The CLARA algorithm is specifically used for clustering large sets of data. CLARA does so by repeatedly sampling a data set and then applying the algorithm PAM, a k-medoids solver, to these samples and then clusters the remainder of the data according to the medoids given by these sampled results. My data set contains more than 3000 observations so it is worth to try CLARA.
clara_method <- eclust(stand_beer_proc_clean, k=6, FUNcluster="clara", hc_metric="pearson", graph=TRUE)
x_chart <- fviz_silhouette(clara_method)
## cluster size ave.sil.width
## 1 1 605 0.33
## 2 2 624 0.06
## 3 3 422 0.08
## 4 4 347 0.18
## 5 5 368 0.09
## 6 6 824 0.21
y_chart <- fviz_cluster(clara_method, data = stand_beer_proc_clean, elipse.type = "convex")
grid.arrange(x_chart, y_chart, ncol=2)
I have decided to go with 6 clusters. The average silhouette width is 0.17 but it differs across clusters. The first and last clusters look better. They are more embedded. Other objects from other clusters are overlapping really strong.
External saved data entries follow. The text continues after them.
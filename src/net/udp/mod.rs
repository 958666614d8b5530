pub mod error;
pub mod packet;

use self::error::{ConfigurationIssue, VoiceUdpError, VoiceUdpErrorType};
use self::packet::{build_media_header, encode_discovery_probe, parse_discovery_response};
use crate::crypto::{self, AeadCipher, EncryptMode};
use std::net::{IpAddr, Ipv4Addr, Ipv6Addr, SocketAddr};
use tokio::net::UdpSocket;
use tracing::{debug, trace};
use voicewire_types::SECRET_KEY_LEN;

/// Largest datagram we expect back from the media server during discovery.
const RECV_BUFFER_LEN: usize = 1460;

/// Sequence number and timestamp of the next media packet.
///
/// Both wrap around instead of overflowing.
#[derive(Debug, Clone, Copy, Default, PartialEq, Eq)]
pub struct RtpCounters {
    pub sequence: u16,
    pub timestamp: u32,
}

impl RtpCounters {
    /// Moves past one frame holding `samples` samples per channel.
    pub fn advance(&mut self, samples: u32) {
        self.sequence = self.sequence.wrapping_add(1);
        self.timestamp = self.timestamp.wrapping_add(samples);
    }
}

/// It contains the details that can be retrieved with [`VoiceUdp::discover`].
#[derive(Debug, Clone, Copy, PartialEq, Eq)]
pub struct DiscoverIpResult {
    /// External IP address of the client.
    pub address: IpAddr,

    /// External UDP port bound by the client.
    pub port: u16,
}

/// The media path of a voice session.
///
/// Owns the UDP socket, the session's cipher and the packet counters.
/// Setup happens in two steps: [`discover`] once the server announced
/// the media endpoint, then [`configure`] once the secret key arrived.
///
/// Counters only move through [`advance`], so a failed [`send_frame`]
/// can be retried with the same sequence number and timestamp.
///
/// [`discover`]: VoiceUdp::discover
/// [`configure`]: VoiceUdp::configure
/// [`advance`]: VoiceUdp::advance
/// [`send_frame`]: VoiceUdp::send_frame
#[derive(Debug, Default)]
pub struct VoiceUdp {
    socket: Option<UdpSocket>,
    ssrc: u32,
    external: Option<DiscoverIpResult>,
    cipher: Option<Box<dyn AeadCipher>>,
    counters: RtpCounters,
}

impl VoiceUdp {
    /// Creates a new instance of `VoiceUdp` that is uninitialized by default.
    #[must_use]
    pub fn new() -> Self {
        Self::default()
    }

    /// Performs IP discovery against the media server.
    ///
    /// Any previous media state is dropped first. This waits for exactly
    /// one datagram; callers bound it with their own timeout.
    pub async fn discover(
        &mut self,
        ssrc: u32,
        ip: IpAddr,
        port: u16,
    ) -> Result<DiscoverIpResult, VoiceUdpError> {
        self.close();

        let local = match ip {
            IpAddr::V4(..) => SocketAddr::new(Ipv4Addr::UNSPECIFIED.into(), 0),
            IpAddr::V6(..) => SocketAddr::new(Ipv6Addr::UNSPECIFIED.into(), 0),
        };
        let socket = UdpSocket::bind(local)
            .await
            .map_err(|source| VoiceUdpError::with_source(VoiceUdpErrorType::Connect, source))?;

        socket
            .connect((ip, port))
            .await
            .map_err(|source| VoiceUdpError::with_source(VoiceUdpErrorType::Connect, source))?;

        socket
            .send(&encode_discovery_probe(ssrc))
            .await
            .map_err(|source| {
                VoiceUdpError::with_source(VoiceUdpErrorType::DiscoveringIp, source)
            })?;

        let mut buf = [0; RECV_BUFFER_LEN];
        let len = socket.recv(&mut buf).await.map_err(|source| {
            VoiceUdpError::with_source(VoiceUdpErrorType::DiscoveringIp, source)
        })?;

        let (address, external_port) = parse_discovery_response(&buf[..len]).ok_or_else(|| {
            VoiceUdpError::with_source(
                VoiceUdpErrorType::DiscoveringIp,
                "invalid ip discovery response",
            )
        })?;

        let result = DiscoverIpResult {
            address,
            port: external_port,
        };
        debug!(?ssrc, ?result, "discovered external address");

        self.socket = Some(socket);
        self.ssrc = ssrc;
        self.external = Some(result);
        Ok(result)
    }

    /// Installs the session's secret key.
    ///
    /// Allowed once per discovery.
    pub fn configure(
        &mut self,
        mode: EncryptMode,
        key: &[u8; SECRET_KEY_LEN],
    ) -> Result<(), VoiceUdpError> {
        if self.cipher.is_some() {
            return Err(VoiceUdpError::new(VoiceUdpErrorType::Configuration(
                ConfigurationIssue::AlreadyConfigured,
            )));
        }

        if self.external.is_none() {
            return Err(VoiceUdpError::new(VoiceUdpErrorType::Configuration(
                ConfigurationIssue::NotDiscovered,
            )));
        }

        let cipher = crypto::aead(mode, key).map_err(|source| {
            VoiceUdpError::with_source(
                VoiceUdpErrorType::Configuration(ConfigurationIssue::Unavailable),
                source,
            )
        })?;

        debug!(?mode, ssrc = self.ssrc, "media transport configured");
        self.cipher = Some(cipher);
        Ok(())
    }

    /// Seals `payload` under the current counters and sends it.
    ///
    /// This does not advance the counters.
    pub async fn send_frame(&self, payload: &[u8]) -> Result<(), VoiceUdpError> {
        let (Some(socket), Some(cipher)) = (self.socket.as_ref(), self.cipher.as_ref()) else {
            return Err(VoiceUdpError::new(VoiceUdpErrorType::NotConfigured));
        };

        let packet = self.seal(cipher.as_ref(), payload)?;
        socket
            .send(&packet)
            .await
            .map_err(|source| VoiceUdpError::with_source(VoiceUdpErrorType::Sending, source))?;

        trace!(
            sequence = self.counters.sequence,
            timestamp = self.counters.timestamp,
            len = packet.len(),
            "sent media packet"
        );
        Ok(())
    }

    fn seal(&self, cipher: &dyn AeadCipher, payload: &[u8]) -> Result<Vec<u8>, VoiceUdpError> {
        let header = build_media_header(
            self.counters.sequence,
            self.counters.timestamp,
            self.ssrc,
        );

        let mut nonce = vec![0; cipher.mode().nonce_size()];
        nonce[..header.len()].copy_from_slice(&header);

        let ciphertext = cipher
            .encrypt(&nonce, &[], payload)
            .map_err(|source| VoiceUdpError::with_source(VoiceUdpErrorType::Encrypting, source))?;

        let mut packet = Vec::with_capacity(header.len() + ciphertext.len());
        packet.extend_from_slice(&header);
        packet.extend_from_slice(&ciphertext);
        Ok(packet)
    }

    /// Moves the counters past one frame of `samples` samples.
    pub fn advance(&mut self, samples: u32) {
        self.counters.advance(samples);
    }

    /// Drops the socket, the key and the counters.
    pub fn close(&mut self) {
        if self.socket.is_some() {
            debug!(ssrc = self.ssrc, "closing media transport");
        }
        *self = Self::default();
    }

    #[must_use]
    pub fn is_configured(&self) -> bool {
        self.cipher.is_some() && self.socket.is_some()
    }

    #[must_use]
    pub fn is_open(&self) -> bool {
        self.socket.is_some()
    }

    #[must_use]
    pub const fn counters(&self) -> RtpCounters {
        self.counters
    }

    #[must_use]
    pub const fn ssrc(&self) -> u32 {
        self.ssrc
    }

    #[must_use]
    pub const fn external(&self) -> Option<DiscoverIpResult> {
        self.external
    }
}

#[cfg(test)]
mod tests {
    use super::packet::{MEDIA_HEADER_LEN, discovery_response};
    use super::*;
    use pretty_assertions::assert_eq;
    use proptest::prelude::*;

    async fn answer_probe(server: &UdpSocket, address: &str, port: u16) -> u32 {
        let mut buf = [0; 128];
        let (len, peer) = server.recv_from(&mut buf).await.unwrap();
        assert_eq!(len, 70);
        server
            .send_to(&discovery_response(address, port), peer)
            .await
            .unwrap();
        u32::from_be_bytes([buf[0], buf[1], buf[2], buf[3]])
    }

    async fn discovered(ssrc: u32) -> (VoiceUdp, UdpSocket) {
        let server = UdpSocket::bind("127.0.0.1:0").await.unwrap();
        let addr = server.local_addr().unwrap();
        let mut udp = VoiceUdp::new();
        let (result, probed) = tokio::join!(
            udp.discover(ssrc, addr.ip(), addr.port()),
            answer_probe(&server, "198.51.100.9", 5000)
        );

        assert_eq!(probed, ssrc);
        assert_eq!(
            result.unwrap(),
            DiscoverIpResult {
                address: "198.51.100.9".parse().unwrap(),
                port: 5000,
            }
        );
        (udp, server)
    }

    #[tokio::test]
    async fn configure_needs_discovery_first() {
        let mut udp = VoiceUdp::new();
        let error = udp
            .configure(EncryptMode::XChaCha20Poly1305, &[0; SECRET_KEY_LEN])
            .unwrap_err();
        assert_eq!(
            error.kind(),
            &VoiceUdpErrorType::Configuration(ConfigurationIssue::NotDiscovered)
        );

        let error = udp.send_frame(b"early").await.unwrap_err();
        assert_eq!(error.kind(), &VoiceUdpErrorType::NotConfigured);
    }

    #[cfg(feature = "xchacha20poly1305")]
    #[tokio::test]
    async fn configure_only_once() {
        let (mut udp, _server) = discovered(7).await;
        udp.configure(EncryptMode::XChaCha20Poly1305, &[0; SECRET_KEY_LEN])
            .unwrap();
        assert!(udp.is_configured());

        let error = udp
            .configure(EncryptMode::XChaCha20Poly1305, &[0; SECRET_KEY_LEN])
            .unwrap_err();
        assert_eq!(
            error.kind(),
            &VoiceUdpErrorType::Configuration(ConfigurationIssue::AlreadyConfigured)
        );
    }

    #[cfg(feature = "xchacha20poly1305")]
    #[tokio::test]
    async fn frames_carry_counters_and_decrypt() {
        let (mut udp, server) = discovered(1234).await;
        let key = [0; SECRET_KEY_LEN];
        udp.configure(EncryptMode::XChaCha20Poly1305, &key).unwrap();
        let cipher = crypto::aead(EncryptMode::XChaCha20Poly1305, &key).unwrap();

        let mut buf = [0; 256];
        for (expected_seq, expected_ts) in [(0u16, 0u32), (1, 960)] {
            udp.send_frame(b"opus").await.unwrap();
            udp.advance(960);

            let len = server.recv(&mut buf).await.unwrap();
            let (header, sealed) = buf[..len].split_at(MEDIA_HEADER_LEN);
            assert_eq!(header, &build_media_header(expected_seq, expected_ts, 1234)[..]);

            let mut nonce = [0; 24];
            nonce[..MEDIA_HEADER_LEN].copy_from_slice(header);
            assert_eq!(cipher.decrypt(&nonce, &[], sealed).unwrap(), b"opus");
        }
    }

    #[cfg(feature = "xchacha20poly1305")]
    #[tokio::test]
    async fn retrying_a_send_reuses_counters() {
        let (mut udp, server) = discovered(5).await;
        udp.configure(EncryptMode::XChaCha20Poly1305, &[1; SECRET_KEY_LEN])
            .unwrap();

        udp.send_frame(b"a").await.unwrap();
        udp.send_frame(b"a").await.unwrap();

        let mut first = [0; 64];
        let mut second = [0; 64];
        server.recv(&mut first).await.unwrap();
        server.recv(&mut second).await.unwrap();
        assert_eq!(&first[..MEDIA_HEADER_LEN], &second[..MEDIA_HEADER_LEN]);
        assert_eq!(udp.counters(), RtpCounters::default());
    }

    #[tokio::test]
    async fn garbage_discovery_response() {
        let server = UdpSocket::bind("127.0.0.1:0").await.unwrap();
        let addr = server.local_addr().unwrap();
        let mut udp = VoiceUdp::new();

        let answer = async {
            let mut buf = [0; 128];
            let (_, peer) = server.recv_from(&mut buf).await.unwrap();
            server.send_to(&[1, 2, 3], peer).await.unwrap();
        };
        let (result, ()) = tokio::join!(udp.discover(1, addr.ip(), addr.port()), answer);

        let error = result.unwrap_err();
        assert_eq!(error.kind(), &VoiceUdpErrorType::DiscoveringIp);
        assert!(!udp.is_open());
    }

    #[cfg(feature = "xchacha20poly1305")]
    #[tokio::test]
    async fn close_forgets_everything() {
        let (mut udp, _server) = discovered(9).await;
        udp.configure(EncryptMode::XChaCha20Poly1305, &[0; SECRET_KEY_LEN])
            .unwrap();
        udp.advance(960);

        udp.close();
        assert!(!udp.is_open());
        assert!(!udp.is_configured());
        assert_eq!(udp.external(), None);
        assert_eq!(udp.counters(), RtpCounters::default());
    }

    proptest! {
        #[test]
        fn sequence_wraps(sequence in any::<u16>(), timestamp in any::<u32>()) {
            let mut counters = RtpCounters { sequence, timestamp };
            counters.advance(960);
            prop_assert_eq!(u32::from(counters.sequence), (u32::from(sequence) + 1) % 65_536);
        }

        #[test]
        fn timestamp_wraps(timestamp in any::<u32>(), samples in any::<u32>()) {
            let mut counters = RtpCounters { sequence: 0, timestamp };
            counters.advance(samples);
            let expected = (u64::from(timestamp) + u64::from(samples)) % (1 << 32);
            prop_assert_eq!(u64::from(counters.timestamp), expected);
        }
    }
}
The beer data set occurs to be not so easy to cluster. The Hopkins statistics value also wasn’t helpful. The best algorithm in terms of average silhouette width turned out to be K-means algorithm with only 2 clusters. Maybe it was the best way to divide the beers into light and dark. The second best was PAM algorithm. Manipulation with different distance metrics hasn’t changed the outputs of methods at all. Even CLARA algorithm wasn’t the best option what may proved that my data set was small enough to performance and results better using PAM.